Beyond Regret in Rural Ireland

‘Better be careful wearing something like that, people might think your some sort of queer,’ the bar tender seemed to shudder on the final word. Strange how people seem to think domestic matters are of public importance.

‘I’ve no interest in sex with men, or women for that matter,’ I respond as he hands me my change.

‘Best be on your way after that one with talk like that,’ he says as he turns towards a bleeding-hearted deity and blesses himself. ‘Fucking white suit,’ he mutters as he finds a stool and his eyes return to the TV.

My target’s stench assaults me first. Why do these animals start to rot unless they constantly cleanse themselves?

I glance over my left shoulder and there he sits, a neat stack of coins stands as indication that he intends to continue drinking. An unholy marriage of black and white curdles in front of him. He toys with a paddy-cap between grimy fingers, yellowed at the tips, as glassy corpse-blue eyes stare into the abyss.

‘Are you happy?’ I ask and a phlegmy laugh creeps up from the depths of a beer belly and crawls through yellowed teeth.

‘Happiness is for children and fools,’ he says as he finishes the brownish mess in his glass and motions for another.

‘Is that the last time you were happy?’ I ask. He continues staring ahead so I add, ‘when you were young?’ His eyes shift towards the TV and a flicker of life seems to kindle.

It’s a football match. The modern war substitute popularised to give a sense of triumph and ego stroking without all that messy blood and treaties to clean up.

‘You could have went professional if your father hadn’t passed,’ I say, as I brace myself for his fist.

‘Anyone could have been anything had the circumstances been different,’ he simply says as he grabs a packet of Major cigarettes and matches.

He’s half way towards the back door before I make a move to follow. It looks like subtlety won’t do here. I stand and walk after him.

‘But you actually could have been,’ I begin as I watch him suckle that Freudian nipple and watch the snow lay a soft blanket on the ground for people to soil.

‘That scout would have taken you to England with him. He wasn’t trying to use you. Your mother wouldn’t have resented you for selling the farm. If you had told her about the scout, that is.’

He moves towards the door to return to his stupor at the bar.

‘But she did resent you for staying. For not making something of yourself!’

‘That was a nice trip down memory lane,’ he says as he turns towards me.

He eyes up my suit. ‘You some sort of angel here to help me?’ he scoffs.

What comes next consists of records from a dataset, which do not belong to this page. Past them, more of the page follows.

//! Single-flight session refresh
//!
//! [`SessionGuard`] wraps every outbound call. When a protected endpoint answers 401 the
//! guard renews the session once, however many requests were rejected at the same time,
//! and replays each rejected request exactly once after the renewal settles.

use crate::{
    config::GuardConfig,
    error::{ClientError, ClientResult},
    store::SessionStore,
    transport::{ApiReply, ApiRequest, Transport},
};
use futures::future::{BoxFuture, FutureExt, Shared};
use sessionkit_core::{AuthSdto, AUTH_PATH_PREFIX};
use std::sync::Arc;
use tokio::sync::Mutex;
use tracing::{debug, info, warn};

type RefreshOutcome = Result<(), Arc<ClientError>>;
type PendingRefresh = Shared<BoxFuture<'static, RefreshOutcome>>;

/// Where an interactive client sends its user when the session is gone
pub trait SignInNavigator: Send + Sync {
    /// Current location, if the client has one
    fn current_location(&self) -> Option<String>;

    fn redirect_to_sign_in(&self, sign_in_path: &str);
}

/// Outbound call wrapper with coordinated session renewal
#[derive(Clone)]
pub struct SessionGuard {
    inner: Arc<GuardInner>,
}

struct GuardInner {
    transport: Arc<dyn Transport>,
    navigator: Option<Arc<dyn SignInNavigator>>,
    store: Option<Arc<SessionStore>>,
    config: GuardConfig,
    in_flight: Mutex<Option<PendingRefresh>>,
}

impl SessionGuard {
    pub fn new(transport: Arc<dyn Transport>, config: GuardConfig) -> Self {
        Self::with_parts(transport, config, None, None)
    }

    pub fn with_parts(
        transport: Arc<dyn Transport>,
        config: GuardConfig,
        store: Option<Arc<SessionStore>>,
        navigator: Option<Arc<dyn SignInNavigator>>,
    ) -> Self {
        Self {
            inner: Arc::new(GuardInner {
                transport,
                navigator,
                store,
                config,
                in_flight: Mutex::new(None),
            }),
        }
    }

    pub fn config(&self) -> &GuardConfig {
        &self.inner.config
    }

    /// Send `request`, renewing the session and replaying once on a 401.
    ///
    /// Authentication endpoints are passed through untouched. The replayed response is
    /// returned whatever its status.
    pub async fn send(&self, request: &ApiRequest) -> ClientResult<ApiReply> {
        let reply = self.inner.transport.send(request).await?;

        if reply.status != 401 || is_auth_endpoint(&request.path) {
            return Ok(reply);
        }

        debug!("{} {} rejected, waiting for session refresh", request.method, request.path);
        self.refresh().await?;

        debug!("Replaying {} {}", request.method, request.path);
        self.inner.transport.send(request).await
    }

    /// Renew the session, joining the renewal already in flight if there is one
    pub async fn refresh(&self) -> ClientResult<()> {
        let pending = {
            let mut slot = self.inner.in_flight.lock().await;
            match slot.as_ref() {
                Some(pending) => pending.clone(),
                None => {
                    let pending = self.inner.clone().start_refresh();
                    *slot = Some(pending.clone());
                    pending
                }
            }
        };

        pending.await.map_err(ClientError::RefreshFailed)
    }

    /// Whether a renewal is currently in flight
    pub async fn is_refreshing(&self) -> bool {
        self.inner.in_flight.lock().await.is_some()
    }
}

impl GuardInner {
    fn start_refresh(self: Arc<Self>) -> PendingRefresh {
        async move {
            let outcome = self.run_refresh().await;

            self.in_flight.lock().await.take();

            match outcome {
                Ok(()) => {
                    info!("Session refreshed");
                    Ok(())
                }
                Err(e) => {
                    warn!("Session refresh failed: {}", e);
                    self.send_to_sign_in();
                    Err(Arc::new(e))
                }
            }
        }
        .boxed()
        .shared()
    }

    async fn run_refresh(&self) -> ClientResult<()> {
        let request = ApiRequest::post(self.config.refresh_path.clone());
        let attempt = self.transport.send(&request);

        let reply = match self.config.refresh_timeout {
            Some(limit) => tokio::time::timeout(limit, attempt)
                .await
                .map_err(|_| ClientError::RefreshTimedOut)??,
            None => attempt.await?,
        };

        let expires_at = reply.envelope::<AuthSdto>()?.and_then(|sdto| sdto.expires_at);
        if let (Some(store), Some(expires_at)) = (&self.store, expires_at) {
            store.set_expires_at(Some(expires_at));
        }

        Ok(())
    }

    fn send_to_sign_in(&self) {
        let Some(navigator) = &self.navigator else {
            return;
        };

        let sign_in_path = &self.config.sign_in_path;
        let already_there = navigator
            .current_location()
            .is_some_and(|location| location.contains(sign_in_path.as_str()));

        if !already_there {
            navigator.redirect_to_sign_in(sign_in_path);
        }
    }
}

fn is_auth_endpoint(path: &str) -> bool {
    path.contains(AUTH_PATH_PREFIX)
}

#[cfg(test)]
mod tests {
    use super::*;

    #[test]
    fn test_auth_endpoints_are_recognised() {
        assert!(is_auth_endpoint("/api/auth/login"));
        assert!(is_auth_endpoint("/api/auth/refresh"));
        assert!(!is_auth_endpoint("/api/user"));
        assert!(!is_auth_endpoint("/api/authors"));
    }
}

‘Is that a yes then?’ I ask hoping I can send him back and end this.

‘I’d be richer probably. Have more shite around me. Don’t mean I’d be happy though.’ He turns and walks back into the pub, I shudder and follow him in.

‘What about Peg?’ I ask ready to end this puerile game. ‘You know she loved you. She would have waited if you’d let her.’

‘And we’d have a couple of little brats running around to break her heart and me to drink away her soul.’

‘I could take away the need to drink?’ I whisper as I see the bartender eye me with suspicion. Our conversation makes him naturally suspicious but my target acts like miracles were as commonplace as suffering.

‘Sure I’d have to live with my demons and mistakes then. Why would I want that?’ he says as he gulps his medicine.

‘But that’s my point. You don’t need to. I can give you whatever it is you want.’ I can’t help raising my voice slightly. He acts like a solution to his squalor walks into his tomb everyday.

‘You know what the problem with you people is,’ he begins.

‘I’m not a person,’ I retort.

‘Not everyone needs to be saved God-genie.’

He’s halfway towards the door before I realise he’s gotten up again. I decide that a sharp shock is the only way to get through.

‘Nice trick,’ he says as I stand before him in the snow. ‘Must really save time in walking.’

‘I can’t give you this ability.’ I say through clenched teeth. I wish I could. It might end this courting.

‘I never asked for it.’ he says as if I’d offered him another burden to wear on his hunched shoulders.

‘You never asked for anything!’ I shout as the snow hardens to hailstone and beats the ground.

‘Well what does that tell you then?’ he shrugs.

‘You all want something!’

‘Only to be left alone,’ he mutters as he blows a cloud of smoke in my face.


He’s gone. It’s all dissolved and I’m back here without my mission completed.

‘You can’t save them all,’ her voice echoes through the vast bleached vacuum.

‘Well what about me?’ I plead.

‘You just have to wait until one allows you to save them. It’s only then that your mission is completed.’ The disembodied voice sooths.

And I’m alone again floating in this void of failure waiting until a single fragment of humanity can evolve past this pathetic pride impediment.